ドコモでは2006年にダイバーシティ推進室が発足、女性の働き方改革やLGBTへの理解等を行ってきましたが、なかなか難しいものがあったそうです。というのも、ドコモの親会社であるNTTは典型的な男性中心型の労働慣行で、当初の男女比は8:2、部長クラスの女性管理職は0.2%。
ライフイベントに左右されやすい女性のキャリア意識を継続させるために数々のセミナーを企画してきたが、身近な方の応援が一番効果があったそうで、上司・統括・人事部など部署を横断したサポートチームを形成する、上司に女性管理職を育てる意識を持ってもらうため、該当社員のキャリアアップ研修と同時進行で課長クラスへのフォローアップ研修を実施するなどの策を取ってきたそうです。
ダイバーシティ推進で求められているリーダー像も、従来型のカリスマ性を持った支配型リーダーから、支援型リーダー(サーバントリーダーシップ)や自分らしさを持ったリーダーシップ(オーセンティックリーダーシップ)に変化しているとのこと。先頭を切ってメンバーを引っ張っていく力強いリーダーから、メンバーを前面に出し、後ろから様子を見ながら調整するサポート役が望まれてきており、野沢氏も支援型リーダーの形式で「とことん聞く」「情報をオープンにする」「自分の弱みを見せる」の3点を大切にしてきたそうです。
「改革は場づくりから始めないとなかなか進まない」と栃木支店長となった昨年から、ハード面では壁が多かった栃木支店の内装工事に着手し、フリーアドレスオフィスに変更。ソフト面ではリモートおやつ会(サロン)の開催などを行っています。
ダイバーシティを阻害するものとしてみんながみんなカテゴライズされた意識や価値観に縛られる、無意識の偏見・偏った考え(アンコンシャスバイアス)があると言います。偏見を完全に払拭することはできないけど、認識はできる。気付くことが重要だと。私たちの価値観がそのまま引き継がれないよう、次の世代のためにも家庭において女性が過少評価しない教育が必要と野沢氏は述べました。

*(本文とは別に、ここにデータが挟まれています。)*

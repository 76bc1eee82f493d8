//! Tests for string search parameters.

use helios_predicate::types::{Criterion, SearchModifier, SearchValue};

use crate::common::*;

fn name(value: &str) -> Criterion {
    Criterion::new(patient_name()).with_value(SearchValue::string(value))
}

fn seed_patients(harness: &TestHarness) {
    let param = patient_name();
    for (id, text) in [
        ("smith", "Smith"),
        ("smithson", "Smithson"),
        ("goldsmith", "Goldsmith"),
        ("blacksmithy", "Blacksmithy"),
        ("jones", "Jones"),
    ] {
        harness.index("Patient", id, vec![(&param, string_row(text))]);
    }
}

// ============================================================================
// String Search Tests
// ============================================================================

/// The default match anchors the value at either end of the stored text.
#[tokio::test]
async fn test_string_search_default_matches_either_end() {
    let harness = TestHarness::new();
    let param = patient_name();
    for (id, text) in [
        ("prefix", "smithson"),
        ("suffix", "goldsmith"),
        ("inner", "blacksmithy"),
    ] {
        harness.index("Patient", id, vec![(&param, string_row(text))]);
    }

    let found = harness.search("Patient", &[name("smith")]).await;
    assert_eq!(found, ids(&["prefix", "suffix"]));
}

#[tokio::test]
async fn test_string_search_exact() {
    let harness = TestHarness::new();
    seed_patients(&harness);

    let found = harness
        .search("Patient", &[name("Smith").with_modifier(SearchModifier::Exact)])
        .await;
    assert_eq!(found, ids(&["smith"]));
}

#[tokio::test]
async fn test_string_search_contains() {
    let harness = TestHarness::new();
    seed_patients(&harness);

    let found = harness
        .search("Patient", &[name("mith").with_modifier(SearchModifier::Contains)])
        .await;
    assert_eq!(found, ids(&["blacksmithy", "goldsmith", "smith", "smithson"]));
}

/// A record with several names matches if any of them does.
#[tokio::test]
async fn test_string_search_any_row_of_record() {
    let harness = TestHarness::new();
    let param = patient_name();
    harness.index(
        "Patient",
        "married",
        vec![(&param, string_row("Jones")), (&param, string_row("Smith"))],
    );
    harness.index("Patient", "single", vec![(&param, string_row("Jones"))]);

    let found = harness
        .search("Patient", &[name("Smith").with_modifier(SearchModifier::Exact)])
        .await;
    assert_eq!(found, ids(&["married"]));
}

#[tokio::test]
async fn test_string_search_rejects_below() {
    let harness = TestHarness::new();

    let err = harness
        .compile("Patient", &[name("Smith").with_modifier(SearchModifier::Below)])
        .await
        .unwrap_err();
    let msg = err.to_string();
    assert!(err.is_defect());
    assert!(msg.contains(":below"), "{msg}");
    assert!(msg.contains("allowed: missing, exact, contains"), "{msg}");
}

後半では5グループに分かれて意見交換会が開催されました。A:役員などの立場になったきっかけとB:自治会(所属する組織)の課題と解決方法について話し合われました。
役員になったきっかけとしては、育成会など自治会関連団体で活動している中での他薦という方が多い。または家族内(特に父親)が自治会長を長年されている関係で引き継ぐような形で自治会長になった方も相当数おられました。
女性が役員に就任したきっかけに関しては男性役員から特に多い質問だそうで、「自治会役員候補に良さそうな女性がいるけど、どのようにお願いしたらよいか分からない」という相談が多いため、今回のテーマに起用したと事務局から説明がありました。

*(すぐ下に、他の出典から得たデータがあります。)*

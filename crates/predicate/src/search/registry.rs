//! SearchParameter definitions and the resource type registry.
//!
//! A definition carries everything the compiler checks a criterion against:
//! type, base, reference targets, status and the legal comparator and
//! modifier sets. The resource type registry maps type names to stable
//! identifiers.

use std::collections::BTreeMap;

use serde::{Deserialize, Serialize};

use crate::types::{ModifierKind, ResourceTypeId, SearchParamId, SearchParamType, SearchPrefix};

use super::errors::RegistryError;

/// Status of a SearchParameter.
#[derive(Debug, Clone, Copy, PartialEq, Eq, Hash, Serialize, Deserialize, Default)]
#[serde(rename_all = "lowercase")]
pub enum SearchParameterStatus {
    /// Active - can be used in searches.
    #[default]
    Active,
    /// Draft - informational, not yet active.
    Draft,
    /// Retired - disabled, not usable.
    Retired,
}

impl SearchParameterStatus {
    /// Returns true if this status allows the parameter to be used in searches.
    pub fn is_usable(&self) -> bool {
        *self == SearchParameterStatus::Active
    }
}

impl std::fmt::Display for SearchParameterStatus {
    fn fmt(&self, f: &mut std::fmt::Formatter<'_>) -> std::fmt::Result {
        match self {
            SearchParameterStatus::Active => write!(f, "active"),
            SearchParameterStatus::Draft => write!(f, "draft"),
            SearchParameterStatus::Retired => write!(f, "retired"),
        }
    }
}

/// Component of a composite search parameter.
#[derive(Debug, Clone, PartialEq, Eq, Serialize, Deserialize)]
pub struct CompositeComponentDef {
    /// Definition URL of the component parameter.
    pub definition: String,
    /// FHIRPath expression for extracting this component.
    pub expression: String,
}

/// Complete definition of a SearchParameter.
///
/// Besides identity and type, a definition carries the comparators and
/// modifiers the server accepts for it. When those lists are absent every
/// comparator or modifier the type supports is legal.
#[derive(Debug, Clone, PartialEq, Serialize, Deserialize)]
pub struct SearchParameterDefinition {
    /// Canonical URL (unique identifier).
    pub url: String,

    /// Parameter code (the URL param name, e.g., "name", "identifier").
    pub code: String,

    /// The parameter type.
    #[serde(rename = "type")]
    pub param_type: SearchParamType,

    /// FHIRPath expression for extracting values.
    #[serde(default)]
    pub expression: String,

    /// Resource types this parameter applies to.
    #[serde(default)]
    pub base: Vec<String>,

    /// Target resource types (for reference parameters).
    #[serde(default, skip_serializing_if = "Option::is_none")]
    pub target: Option<Vec<String>>,

    /// Components (for composite parameters).
    #[serde(default, skip_serializing_if = "Option::is_none")]
    pub component: Option<Vec<CompositeComponentDef>>,

    /// Current status.
    #[serde(default)]
    pub status: SearchParameterStatus,

    /// Supported modifiers.
    #[serde(default, skip_serializing_if = "Option::is_none")]
    pub modifier: Option<Vec<ModifierKind>>,

    /// Comparators supported (for number/date/quantity).
    #[serde(default, skip_serializing_if = "Option::is_none")]
    pub comparator: Option<Vec<SearchPrefix>>,
}

impl SearchParameterDefinition {
    /// Creates a new SearchParameter definition.
    pub fn new(
        url: impl Into<String>,
        code: impl Into<String>,
        param_type: SearchParamType,
        expression: impl Into<String>,
    ) -> Self {
        Self {
            url: url.into(),
            code: code.into(),
            param_type,
            expression: expression.into(),
            base: Vec::new(),
            target: None,
            component: None,
            status: SearchParameterStatus::Active,
            modifier: None,
            comparator: None,
        }
    }

    /// Sets the base resource types.
    pub fn with_base<I, S>(mut self, base: I) -> Self
    where
        I: IntoIterator<Item = S>,
        S: Into<String>,
    {
        self.base = base.into_iter().map(Into::into).collect();
        self
    }

    /// Sets target types for reference parameters.
    pub fn with_targets<I, S>(mut self, targets: I) -> Self
    where
        I: IntoIterator<Item = S>,
        S: Into<String>,
    {
        self.target = Some(targets.into_iter().map(Into::into).collect());
        self
    }

    /// Sets the components of a composite parameter.
    pub fn with_components(mut self, components: Vec<CompositeComponentDef>) -> Self {
        self.component = Some(components);
        self
    }

    /// Restricts the modifiers accepted for this parameter.
    pub fn with_modifiers(mut self, modifiers: Vec<ModifierKind>) -> Self {
        self.modifier = Some(modifiers);
        self
    }

    /// Restricts the comparators accepted for this parameter.
    pub fn with_comparators(mut self, comparators: Vec<SearchPrefix>) -> Self {
        self.comparator = Some(comparators);
        self
    }

    /// Sets the status.
    pub fn with_status(mut self, status: SearchParameterStatus) -> Self {
        self.status = status;
        self
    }

    /// The stable identifier index rows are keyed by.
    pub fn id(&self) -> SearchParamId {
        SearchParamId::new(self.url.clone())
    }

    /// Returns whether this is a composite parameter.
    pub fn is_composite(&self) -> bool {
        self.param_type == SearchParamType::Composite
    }

    /// Returns whether this parameter applies to the given resource type.
    pub fn applies_to(&self, resource_type: &str) -> bool {
        self.base
            .iter()
            .any(|b| b == resource_type || b == "Resource" || b == "DomainResource")
    }

    /// Returns whether this reference parameter may point at `resource_type`.
    ///
    /// A reference without declared targets may point at anything.
    pub fn can_target(&self, resource_type: &str) -> bool {
        match &self.target {
            Some(targets) if !targets.is_empty() => targets.iter().any(|t| t == resource_type),
            _ => true,
        }
    }

    /// Modifiers legal on this parameter: the declared set narrowed to what
    /// the type supports.
    pub fn legal_modifiers(&self) -> Vec<ModifierKind> {
        let supported = self.param_type.supported_modifiers();
        match &self.modifier {
            Some(declared) => supported
                .iter()
                .copied()
                .filter(|m| declared.contains(m))
                .collect(),
            None => supported.to_vec(),
        }
    }

    /// Comparators legal on this parameter: the declared set narrowed to what
    /// the type supports.
    pub fn legal_prefixes(&self) -> Vec<SearchPrefix> {
        let supported = self.param_type.supported_prefixes();
        match &self.comparator {
            Some(declared) => supported
                .iter()
                .copied()
                .filter(|p| *p == SearchPrefix::Eq || declared.contains(p))
                .collect(),
            None => supported.to_vec(),
        }
    }
}

/// Maps resource type names to stable identifiers.
///
/// Identifiers are assigned in registration order and never reused.
#[derive(Debug, Clone, Default)]
pub struct ResourceTypeRegistry {
    by_name: BTreeMap<String, ResourceTypeId>,
    names: Vec<String>,
}

impl ResourceTypeRegistry {
    /// Creates an empty registry.
    pub fn new() -> Self {
        Self::default()
    }

    /// Creates a registry holding the given types.
    pub fn with_types<I, S>(types: I) -> Result<Self, RegistryError>
    where
        I: IntoIterator<Item = S>,
        S: Into<String>,
    {
        let mut registry = Self::new();
        for t in types {
            registry.register(t)?;
        }
        Ok(registry)
    }

    /// Registers a type, returning its identifier. Idempotent.
    pub fn register(&mut self, name: impl Into<String>) -> Result<ResourceTypeId, RegistryError> {
        let name = name.into();
        if let Some(id) = self.by_name.get(&name) {
            return Ok(*id);
        }
        let id = u16::try_from(self.names.len())
            .map(ResourceTypeId)
            .map_err(|_| RegistryError::TooManyResourceTypes {
                resource_type: name.clone(),
            })?;
        self.by_name.insert(name.clone(), id);
        self.names.push(name);
        Ok(id)
    }

    /// Returns the identifier of a type.
    pub fn id_of(&self, name: &str) -> Option<ResourceTypeId> {
        self.by_name.get(name).copied()
    }

    /// Returns the name of an identifier.
    pub fn name_of(&self, id: ResourceTypeId) -> Option<&str> {
        self.names.get(id.0 as usize).map(String::as_str)
    }

    /// Returns true if the type is registered.
    pub fn contains(&self, name: &str) -> bool {
        self.by_name.contains_key(name)
    }

    /// Registered type names, sorted.
    pub fn names(&self) -> Vec<String> {
        self.by_name.keys().cloned().collect()
    }

    /// Number of registered types.
    pub fn len(&self) -> usize {
        self.names.len()
    }

    /// Returns true if no types are registered.
    pub fn is_empty(&self) -> bool {
        self.names.is_empty()
    }
}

自治会の課題については、住民の高齢化、役員の高齢化、自治会脱退問題、自治会未加入問題、地域内格差、中年男性の孤立化、空き家増加など、社会問題の縮図と思える話題が次々と上がりました。
特にどこの組織でも若い人が参加しない、若い人が役員にならないという課題を挙げていました。
若手の役員がいる自治会の方々からは、自治会のメリットをうまく伝わっていない、若い人が会長になると若い人が役員で入ってくるという実体験を踏まえ、資料を整理する・会計の閲覧・役員会の傍聴など「見える化」する、日曜日に会議を開催する(これは自治会で公民館等を所有しているか、公共施設を利用しているかで差異が生まれているようです)、LINEグループで若手と情報共有し、高齢の役員へ報告することで運営を円滑にしている事例も発表されていました。
自治会長15年以上のベテランの方々からは「問題はあるけれど、行動していると解決するから悩みはない」と頼もしい発言が。ベテランの方々が揃って口にされたのは「人の話をよく聞くこと」+「即決力」。問題が発生したら色々な方に話しかけ、話を吸い上げ、その場で即断する。講座の中でもあった、支援型リーダーシップを自然に取り入れてきたからの成果ではないでしょうか。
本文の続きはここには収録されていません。